When the V bearings reach the end of their calculated life, they can be replaced individually, and not as an entire set, so perfectly good components do not have to be discarded unnecessarily.
Typical stroke length applications will see the linear rail last approximately 10 times the life of the V bearings or ball rail block. This is because the bearings or block are constantly in contact and under load, while any given section of the rail will be loaded intermittently in comparison (except for very short stroke length applications).
Hepco’s V guide system allows for individual bearings to be adjusted and then replaced as required, but the V rail can stay in service throughout this process and until it has reached the end of its natural life expectancy. This principle is not only economic and cost efficient, but far less wasteful than ball rail systems.
Downtime per hour, per system differs dramatically between industries and specific manufacturers.
Customers within the packaging industry have downtime costs varying from £500 – £100,000 per hour, highlighting how longer downtimes can really impact on businesses.
Although ball rails are cheaper to purchase initially, in the long run, for some applications, they can actually end up costing more.
For example, when compared to replacing an entire ball rail system (block and rail), the replacement of individual Hepco V bearings is a much quicker process.

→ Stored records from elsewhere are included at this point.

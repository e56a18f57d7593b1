//! Shared application state

use std::sync::Arc;

use crate::registry::Registry;
use crate::resolver::Resolver;
use crate::store::RecordStore;

/// Shared state for lookup endpoints
#[derive(Clone)]
pub struct AppState {
    pub resolver: Resolver,
}

impl AppState {
    pub fn new(registry: Arc<Registry>, store: Arc<dyn RecordStore>) -> Self {
        Self {
            resolver: Resolver::new(registry, store),
        }
    }
}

It will take approximately 30 minutes to change each ball rail system (including disassembly and setting work), while 4 bearings can be changed on an average GV3 carriage in less than 10 minutes.

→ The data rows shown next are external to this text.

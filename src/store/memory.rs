//! In-memory record store
//!
//! Holds fixture records per entity type in definition order. Immutable once
//! built, so concurrent lookups need no locking.

use async_trait::async_trait;
use std::collections::{BTreeMap, HashMap};
use std::path::Path;

use crate::registry::{Arity, EntityType, Registry};
use crate::store::fixtures::parse_fixtures;
use crate::store::traits::{LinkQuery, RecordStore, StoreError};
use crate::types::{EntityTypeRef, Record, RecordId, Scalar};

/// Record store backed by in-process vectors
#[derive(Debug, Default)]
pub struct MemoryStore {
    records: HashMap<EntityTypeRef, Vec<Record>>,
}

impl MemoryStore {
    pub fn new() -> Self {
        Self::default()
    }

    /// Append a record; definition order is insertion order
    pub fn insert(&mut self, type_ref: EntityTypeRef, record: Record) {
        self.records.entry(type_ref).or_default().push(record);
    }

    /// Build a store from fixture YAML
    pub fn from_fixtures(registry: &Registry, yaml: &str) -> Result<Self, StoreError> {
        let mut store = Self::new();
        for (type_ref, record) in parse_fixtures(registry, yaml)? {
            store.insert(type_ref, record);
        }
        tracing::debug!(
            types = store.records.len(),
            records = store.len(),
            "Fixtures loaded"
        );
        Ok(store)
    }

    /// Build a store from a fixture file
    pub fn from_fixture_file(
        registry: &Registry,
        path: impl AsRef<Path>,
    ) -> Result<Self, StoreError> {
        let path = path.as_ref();
        let content = std::fs::read_to_string(path).map_err(|source| StoreError::FixtureIo {
            path: path.display().to_string(),
            source,
        })?;
        Self::from_fixtures(registry, &content)
    }

    /// Total number of records across all types
    pub fn len(&self) -> usize {
        self.records.values().map(Vec::len).sum()
    }

    pub fn is_empty(&self) -> bool {
        self.len() == 0
    }

    fn records_of(&self, entity: &EntityType) -> &[Record] {
        self.records
            .get(entity.type_ref())
            .map(Vec::as_slice)
            .unwrap_or(&[])
    }
}

fn passes_limits(record: &Record, limit_choices_to: &BTreeMap<String, Scalar>) -> bool {
    limit_choices_to
        .iter()
        .all(|(field, expected)| record.scalar(field).unwrap_or(&Scalar::Null) == expected)
}

#[async_trait]
impl RecordStore for MemoryStore {
    async fn filter_by_link(&self, query: &LinkQuery<'_>) -> Result<Vec<Record>, StoreError> {
        let field = query.field.name.as_str();
        let mut matched: Vec<Record> = self
            .records_of(query.entity)
            .iter()
            .filter(|record| match query.arity {
                Arity::Single => record.links(field).first() == Some(query.parent),
                Arity::Multi => record.links(field).contains(query.parent),
            })
            .filter(|record| passes_limits(record, query.limit_choices_to))
            .cloned()
            .collect();

        query.entity.sort_records(&mut matched);
        Ok(matched)
    }

    async fn fetch_by_ids(
        &self,
        entity: &EntityType,
        ids: &[RecordId],
        limit_choices_to: &BTreeMap<String, Scalar>,
    ) -> Result<Vec<Record>, StoreError> {
        let mut found: Vec<Record> = self
            .records_of(entity)
            .iter()
            .filter(|record| ids.contains(&record.id))
            .filter(|record| passes_limits(record, limit_choices_to))
            .cloned()
            .collect();

        entity.sort_records(&mut found);
        Ok(found)
    }
}

#[cfg(test)]
mod tests {
    use super::*;
    use crate::config::LookupConfig;

    fn registry() -> Registry {
        let config = LookupConfig::from_yaml(
            r#"
store:
  backend: memory
entities:
  - namespace: shop
    name: Category
  - namespace: shop
    name: Product
    display_template: "{name}"
    ordering: [name]
    fields:
      - name: name
      - name: active
      - name: category
        kind: foreign_key
        to: shop.Category
      - name: tags
        kind: many_to_many
        to: shop.Category
"#,
        )
        .unwrap();
        Registry::from_config(&config.entities).unwrap()
    }

    fn store(registry: &Registry) -> MemoryStore {
        MemoryStore::from_fixtures(
            registry,
            r#"
- model: shop.Category
  pk: 1
- model: shop.Category
  pk: 2
- model: shop.Product
  pk: 10
  fields: { name: Spade, active: true, category: 1, tags: [2] }
- model: shop.Product
  pk: 11
  fields: { name: Rake, active: false, category: 1, tags: [1, 2] }
- model: shop.Product
  pk: 12
  fields: { name: Hoe, active: true, category: 2, tags: [] }
"#,
        )
        .unwrap()
    }

    fn ids(records: &[Record]) -> Vec<RecordId> {
        records.iter().map(|r| r.id.clone()).collect()
    }

    #[tokio::test]
    async fn test_filter_single_sorted() {
        let registry = registry();
        let store = store(&registry);
        let product = registry.lookup("shop", "Product").unwrap();
        let parent = RecordId::Int(1);
        let no_limits = BTreeMap::new();

        let matched = store
            .filter_by_link(&LinkQuery {
                entity: product,
                field: product.field("category").unwrap(),
                arity: Arity::Single,
                parent: &parent,
                limit_choices_to: &no_limits,
            })
            .await
            .unwrap();
        assert_eq!(ids(&matched), vec![RecordId::Int(11), RecordId::Int(10)]);
    }

    #[tokio::test]
    async fn test_filter_multi_with_limits() {
        let registry = registry();
        let store = store(&registry);
        let product = registry.lookup("shop", "Product").unwrap();
        let parent = RecordId::Int(2);
        let mut limits = BTreeMap::new();
        limits.insert("active".to_string(), Scalar::Bool(true));

        let matched = store
            .filter_by_link(&LinkQuery {
                entity: product,
                field: product.field("tags").unwrap(),
                arity: Arity::Multi,
                parent: &parent,
                limit_choices_to: &limits,
            })
            .await
            .unwrap();
        assert_eq!(ids(&matched), vec![RecordId::Int(10)]);
    }

    #[tokio::test]
    async fn test_fetch_by_ids_skips_unknown() {
        let registry = registry();
        let store = store(&registry);
        let product = registry.lookup("shop", "Product").unwrap();

        let found = store
            .fetch_by_ids(
                product,
                &[RecordId::Int(12), RecordId::Int(99), RecordId::Int(10)],
                &BTreeMap::new(),
            )
            .await
            .unwrap();
        assert_eq!(ids(&found), vec![RecordId::Int(12), RecordId::Int(10)]);
        assert_eq!(store.len(), 5);
    }

    #[tokio::test]
    async fn test_fetch_by_ids_applies_limits() {
        let registry = registry();
        let store = store(&registry);
        let product = registry.lookup("shop", "Product").unwrap();
        let mut limits = BTreeMap::new();
        limits.insert("active".to_string(), Scalar::Bool(true));

        let found = store
            .fetch_by_ids(
                product,
                &[RecordId::Int(11), RecordId::Int(12), RecordId::Int(10)],
                &limits,
            )
            .await
            .unwrap();
        assert_eq!(ids(&found), vec![RecordId::Int(12), RecordId::Int(10)]);
    }

    #[tokio::test]
    async fn test_missing_scalar_sorts_first() {
        let registry = registry();
        let mut store = store(&registry);
        store.insert(
            EntityTypeRef::new("shop", "Product"),
            Record::new(13).with_links("category", vec![RecordId::Int(1)]),
        );
        let product = registry.lookup("shop", "Product").unwrap();
        let parent = RecordId::Int(1);

        let matched = store
            .filter_by_link(&LinkQuery {
                entity: product,
                field: product.field("category").unwrap(),
                arity: Arity::Single,
                parent: &parent,
                limit_choices_to: &BTreeMap::new(),
            })
            .await
            .unwrap();
        assert_eq!(
            ids(&matched),
            vec![RecordId::Int(13), RecordId::Int(11), RecordId::Int(10)]
        );
    }
}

This time difference has an impact on not only the hourly costs, but also on the downtime costs, making the Hepco system far more attractive from a maintenance perspective.
Of course, environmental conditions will also play a part when considering the TCO.
Hepco’s V guide system has an inherent wiping action due to the geometry of the slide and bearing interface. This means that dust, dirt and debris is expelled from the running surface and the system works perfectly well in contaminated environments.
Conversely in a ball rail system, if particles of dirt and debris find their way beyond the seals, or if they become damaged, the internal ball bearing track will become jammed and motion will be impeded. This can result in catastrophic failure – meaning excessive downtime, and a complete system change.
Hepco’s V guide system not only thrives in harsh environments, it also keeps on working after bearings come to the end of their lives and does not fail catastrophically. In many cases, customers do not even notice that an individual V bearing has failed until planned maintenance and inspection.
Ball rails have become the default choice in many installations and are proven to be a reliable product in the vast majority of cases.
However, a greater examination of Hepco’s GV3 product does reveal some key and important benefits. This can be seen particularly in longer length applications where setting of profile rails can be time consuming compared to V guides that offer more effective solutions.
Another key factor is the requirement for systems to work in hostile conditions; V guides have been proven to be a highly effective solution under such conditions.
Whilst purchase cost is always a key factor, it clearly pays to look into the system mounting/installation options, together with the longer-term maintenance issues. To this end GV3 is often found to be an easy to assemble reliable performer that offers a reduced engineering package not often seen with other linear solutions.